In addition, Oregon Steel maintains a $125 million revolving credit
facility that is collateralized, in part, by CF&I's accounts receivable and
inventory, and is also guaranteed by CF&I.

LABOR DISPUTE

The labor contract at CF&I expired on September 30, 1997. After a brief
contract extension intended to help facilitate a possible agreement, on October
3, 1997 the Union initiated a strike at CF&I for approximately 1,000 bargaining
unit employees. The parties failed to reach final agreement on a new labor
contract due to differences on economic issues. As a result of contingency
planning, CF&I was able to avoid complete suspension of operations at the Pueblo
Mill by utilizing a combination of permanent replacement workers, striking
employees who returned to work, contractors and salaried employees.

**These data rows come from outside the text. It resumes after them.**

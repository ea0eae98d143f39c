//! The watch loop.
//!
//! A single task owns the due-time queue and the last-seen version table, so
//! neither needs locking. Each cycle pops the earliest due path, waits for its
//! due time, fetches it, applies the refresh policy and re-inserts the path
//! with its next due time.
//!
//! ```text
//!            ┌──────────── registration ────────────┐
//!            ▼                                      │
//!  Idle ──(entry available)──> Waiting ──(due)──> fetch ──> policy ──> store + emit
//!   ▲                             ▲                 │                      │
//!   └──────(queue empty)──────────┴──── re-insert ◄─┴──────────────────────┘
//!                                          │
//!                                   (fetch error) ──> Terminated
//! ```

use std::collections::HashMap;
use std::sync::Arc;

use prometheus::IntGauge;
use tokio::sync::mpsc;
use tokio::sync::watch;
use tokio::time::Instant;
use tracing::debug;
use tracing::error;
use tracing::info;
use tracing::trace;
use tracing::warn;

use super::DueEntry;
use super::DueQueue;
use super::EventPublisher;
use super::RefreshPolicy;
use super::SecretEvent;
use crate::metrics::EVENTS_TOTAL;
use crate::metrics::FETCH_ERRORS_TOTAL;
use crate::metrics::FETCH_LATENCY_MS;
use crate::metrics::FETCH_TOTAL;
use crate::metrics::QUEUE_DEPTH;
use crate::BackendError;
use crate::BackendKind;
use crate::Error;
use crate::FailurePolicy;
use crate::Fetched;
use crate::Result;
use crate::RevisionHint;
use crate::SecretBackend;
use crate::SecretStore;
use crate::WatchConfig;

/// A path handed to the watch loop, with the revision hint of the fetch
/// that registered it as its baseline.
#[derive(Debug, Clone, PartialEq, Eq)]
pub struct WatchedPath {
    pub path: String,
    pub baseline: RevisionHint,
    /// Completion time of the baseline fetch; the first check is due one
    /// interval after it
    pub fetched_at: Instant,
}

impl WatchedPath {
    /// Baseline fetched just now.
    pub fn new(
        path: impl Into<String>,
        baseline: RevisionHint,
    ) -> Self {
        Self::at(path, baseline, Instant::now())
    }

    pub fn at(
        path: impl Into<String>,
        baseline: RevisionHint,
        fetched_at: Instant,
    ) -> Self {
        Self {
            path: path.into(),
            baseline,
            fetched_at,
        }
    }

    pub fn kind(&self) -> BackendKind {
        self.baseline.kind()
    }
}

/// Why the watch loop stopped.
#[derive(Debug, Clone)]
pub enum TerminationReason {
    /// Nothing was registered when the loop started
    EmptyWatchSet,
    /// A fetch failed and the failure policy stopped all watching
    FetchFailed { path: String, error: BackendError },
    /// Shutdown was signalled, or the shutdown sender was dropped
    Shutdown,
    /// The loop reached a state it cannot continue from
    Internal(String),
}

#[derive(Debug, Clone)]
pub enum WatchStatus {
    Starting,
    Running,
    Terminated(TerminationReason),
}

impl WatchStatus {
    pub fn is_terminated(&self) -> bool {
        matches!(self, WatchStatus::Terminated(_))
    }
}

pub struct WatchScheduler<B>
where B: SecretBackend
{
    config: WatchConfig,
    backend: Arc<B>,
    store: Arc<SecretStore>,
    publisher: Option<EventPublisher>,

    queue: DueQueue,
    // Every path that is queued or being serviced
    kinds: HashMap<String, BackendKind>,
    last_versions: HashMap<String, u64>,

    registrations: Option<mpsc::UnboundedReceiver<WatchedPath>>,
    shutdown_signal: watch::Receiver<()>,
    status: watch::Sender<WatchStatus>,
    // Tracks `queue.len()` after every queue mutation
    queue_depth: IntGauge,
}

async fn next_registration(registrations: &mut Option<mpsc::UnboundedReceiver<WatchedPath>>) -> Option<WatchedPath> {
    match registrations {
        Some(rx) => rx.recv().await,
        None => std::future::pending().await,
    }
}

impl<B> WatchScheduler<B>
where B: SecretBackend
{
    pub fn new(
        config: WatchConfig,
        backend: Arc<B>,
        store: Arc<SecretStore>,
        publisher: EventPublisher,
        shutdown_signal: watch::Receiver<()>,
    ) -> Self {
        let (status, _) = watch::channel(WatchStatus::Starting);
        Self {
            config,
            backend,
            store,
            publisher: Some(publisher),
            queue: DueQueue::new(),
            kinds: HashMap::new(),
            last_versions: HashMap::new(),
            registrations: None,
            shutdown_signal,
            status,
            queue_depth: QUEUE_DEPTH.clone(),
        }
    }

    #[cfg(test)]
    pub(crate) fn with_queue_depth_gauge(
        mut self,
        gauge: IntGauge,
    ) -> Self {
        self.queue_depth = gauge;
        self
    }

    /// Accept paths registered after the loop has started.
    pub fn with_registrations(
        mut self,
        registrations: mpsc::UnboundedReceiver<WatchedPath>,
    ) -> Self {
        self.registrations = Some(registrations);
        self
    }

    pub fn status(&self) -> watch::Receiver<WatchStatus> {
        self.status.subscribe()
    }

    /// Number of paths queued or being serviced.
    pub fn watched_len(&self) -> usize {
        self.kinds.len()
    }

    /// Adds a path to the initial watch set.
    ///
    /// The first check is due one interval after `watched.fetched_at`, which
    /// may already be in the past.
    pub fn register(
        &mut self,
        watched: WatchedPath,
    ) {
        self.enqueue(watched);
    }

    fn enqueue(
        &mut self,
        watched: WatchedPath,
    ) {
        if self.kinds.contains_key(&watched.path) {
            warn!(path = %watched.path, "path is already watched, ignoring registration");
            return;
        }

        let interval = match watched.baseline {
            RevisionHint::Version(version) => {
                if !self.config.versioned_enabled() {
                    debug!(path = %watched.path, "version watching disabled, path not scheduled");
                    return;
                }
                self.last_versions.insert(watched.path.clone(), version);
                self.config.version_period()
            }
            RevisionHint::Lease(lease) => lease,
        };

        trace!(path = %watched.path, ?interval, "scheduling path");
        self.kinds.insert(watched.path.clone(), watched.kind());
        self.requeue(watched.path, watched.fetched_at + interval);
    }

    fn requeue(
        &mut self,
        path: impl Into<String>,
        due: Instant,
    ) {
        self.queue.insert(path, due);
        self.queue_depth.set(self.queue.len() as i64);
    }

    fn forget(
        &mut self,
        path: &str,
    ) {
        self.kinds.remove(path);
        self.last_versions.remove(path);
    }

    fn on_registration(
        &mut self,
        registration: Option<WatchedPath>,
    ) {
        match registration {
            Some(watched) => self.enqueue(watched),
            None => {
                debug!("registration channel closed");
                self.registrations = None;
            }
        }
    }

    /// Runs the watch loop until it terminates.
    ///
    /// Returns `Ok(())` when there was nothing to watch, `Err(Error::Exit)`
    /// on shutdown and the fetch error that stopped the loop otherwise. In
    /// every case the event channel is closed and the final status published
    /// before returning.
    pub async fn run(mut self) -> Result<()> {
        if self.queue.is_empty() {
            warn!("No watchable paths found for secret watching.");
            self.finish(TerminationReason::EmptyWatchSet);
            return Ok(());
        }

        info!(
            paths = self.queue.len(),
            version_period_ms = self.config.version_period_ms,
            "secret watch loop started"
        );
        self.status.send_replace(WatchStatus::Running);

        let reason = loop {
            if let Err(reason) = self.step().await {
                break reason;
            }
        };

        let result = match &reason {
            TerminationReason::EmptyWatchSet => Ok(()),
            TerminationReason::Shutdown => Err(Error::Exit),
            TerminationReason::FetchFailed { error, .. } => Err(Error::Backend(error.clone())),
            TerminationReason::Internal(message) => Err(Error::Fatal(message.clone())),
        };
        self.finish(reason);
        result
    }

    /// One pass through the state machine: idle wait, or wait for the
    /// earliest due path and service it.
    async fn step(&mut self) -> std::result::Result<(), TerminationReason> {
        let entry = match self.queue.pop_min() {
            Some(entry) => entry,
            None => return self.idle().await,
        };
        self.queue_depth.set(self.queue.len() as i64);

        if !self.wait_until_due(&entry).await? {
            return Ok(());
        }

        match self.service(&entry.path).await {
            Ok(()) => Ok(()),
            Err(Error::Backend(e)) => self.on_fetch_error(&entry.path, e),
            Err(Error::Exit) => Err(TerminationReason::Shutdown),
            Err(e) => {
                error!(path = %entry.path, %e, "watch loop failed");
                Err(TerminationReason::Internal(e.to_string()))
            }
        }
    }

    async fn idle(&mut self) -> std::result::Result<(), TerminationReason> {
        trace!("watch queue empty, idling");
        let idle_poll = self.config.idle_poll();

        tokio::select! {
            biased;
            _ = self.shutdown_signal.changed() => {
                return Err(TerminationReason::Shutdown);
            }
            registration = next_registration(&mut self.registrations) => {
                self.on_registration(registration);
            }
            _ = tokio::time::sleep(idle_poll) => {}
        }
        Ok(())
    }

    /// Holds `entry` until it is due.
    ///
    /// Returns `Ok(false)` when a new registration interrupted the wait: the
    /// held entry goes back into the queue so that an earlier due newcomer
    /// is not serviced late.
    async fn wait_until_due(
        &mut self,
        entry: &DueEntry,
    ) -> std::result::Result<bool, TerminationReason> {
        loop {
            tokio::select! {
                biased;
                _ = self.shutdown_signal.changed() => {
                    return Err(TerminationReason::Shutdown);
                }
                _ = tokio::time::sleep_until(entry.due) => {
                    return Ok(true);
                }
                registration = next_registration(&mut self.registrations) => {
                    if registration.is_some() {
                        self.requeue(entry.path.clone(), entry.due);
                        self.on_registration(registration);
                        return Ok(false);
                    }
                    self.on_registration(registration);
                }
            }
        }
    }

    async fn fetch(
        &mut self,
        path: &str,
    ) -> Result<Fetched> {
        let backend = &self.backend;
        let timeout = self.config.fetch_timeout();
        let fetch = async move {
            match timeout {
                Some(limit) => match tokio::time::timeout(limit, backend.fetch(path)).await {
                    Ok(fetched) => fetched,
                    Err(_) => Err(BackendError::Timeout {
                        path: path.to_string(),
                        duration: limit,
                    }),
                },
                None => backend.fetch(path).await,
            }
        };

        tokio::select! {
            biased;
            _ = self.shutdown_signal.changed() => Err(Error::Exit),
            fetched = fetch => fetched.map_err(Error::Backend),
        }
    }

    async fn service(
        &mut self,
        path: &str,
    ) -> Result<()> {
        let kind = match self.kinds.get(path) {
            Some(kind) => *kind,
            None => return Err(Error::Fatal(format!("path {} is queued but not registered", path))),
        };
        let label = [kind.as_str()];
        FETCH_TOTAL.with_label_values(&label).inc();

        let started = Instant::now();
        let fetched = self.fetch(path).await;
        let completed = Instant::now();
        FETCH_LATENCY_MS
            .with_label_values(&label)
            .observe(completed.duration_since(started).as_secs_f64() * 1000.0);
        let fetched = fetched?;

        let policy = RefreshPolicy::for_kind(kind, self.config.version_period());
        let decision = policy.apply(path, fetched.hint, self.last_versions.get(path).copied())?;

        if let Some(version) = decision.record_version {
            self.last_versions.insert(path.to_string(), version);
        }

        if decision.publish {
            debug!(path, kind = kind.as_str(), "secret changed");
            self.store.write(path, fetched.value.clone());
            EVENTS_TOTAL.with_label_values(&label).inc();

            if let Some(publisher) = self.publisher.as_mut() {
                let event = SecretEvent {
                    path: path.to_string(),
                    value: fetched.value,
                };
                publisher.emit(event, &mut self.shutdown_signal).await?;
            }
        } else {
            trace!(path, "no newer version");
        }

        let next_due = completed + decision.next_interval;
        trace!(path, next_in = ?decision.next_interval, "rescheduling");
        self.requeue(path, next_due);
        Ok(())
    }

    fn on_fetch_error(
        &mut self,
        path: &str,
        error: BackendError,
    ) -> std::result::Result<(), TerminationReason> {
        let kind = self.kinds.get(path).map(BackendKind::as_str).unwrap_or("unknown");
        FETCH_ERRORS_TOTAL.with_label_values(&[kind]).inc();

        if self.config.failure_policy == FailurePolicy::IsolatePath && !error.is_systemic() {
            error!(path, %error, "Error watching secret, path dropped from watch");
            self.forget(path);
            return Ok(());
        }

        error!(path, %error, "Error watching secret, watch loop stopped");
        Err(TerminationReason::FetchFailed {
            path: path.to_string(),
            error,
        })
    }

    fn finish(
        &mut self,
        reason: TerminationReason,
    ) {
        info!(?reason, "secret watch loop terminated");
        self.queue = DueQueue::new();
        self.queue_depth.set(0);
        // status first, so a subscriber seeing the end of the stream also
        // sees why
        self.status.send_replace(WatchStatus::Terminated(reason));
        if let Some(publisher) = self.publisher.take() {
            publisher.terminate();
        }
    }
}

On December 30, 1997 the Union called off the strike and made an
unconditional offer to return to work. At the time of this offer, only a few
vacancies existed at the Pueblo Mill. As of December 31, 2000, approximately 530
former striking employees had either returned to work under the terms of the
expired contract or had declined CF&I's offer of equivalent work. Approximately
430 former striking workers remain unreinstated ("Unreinstated Employees").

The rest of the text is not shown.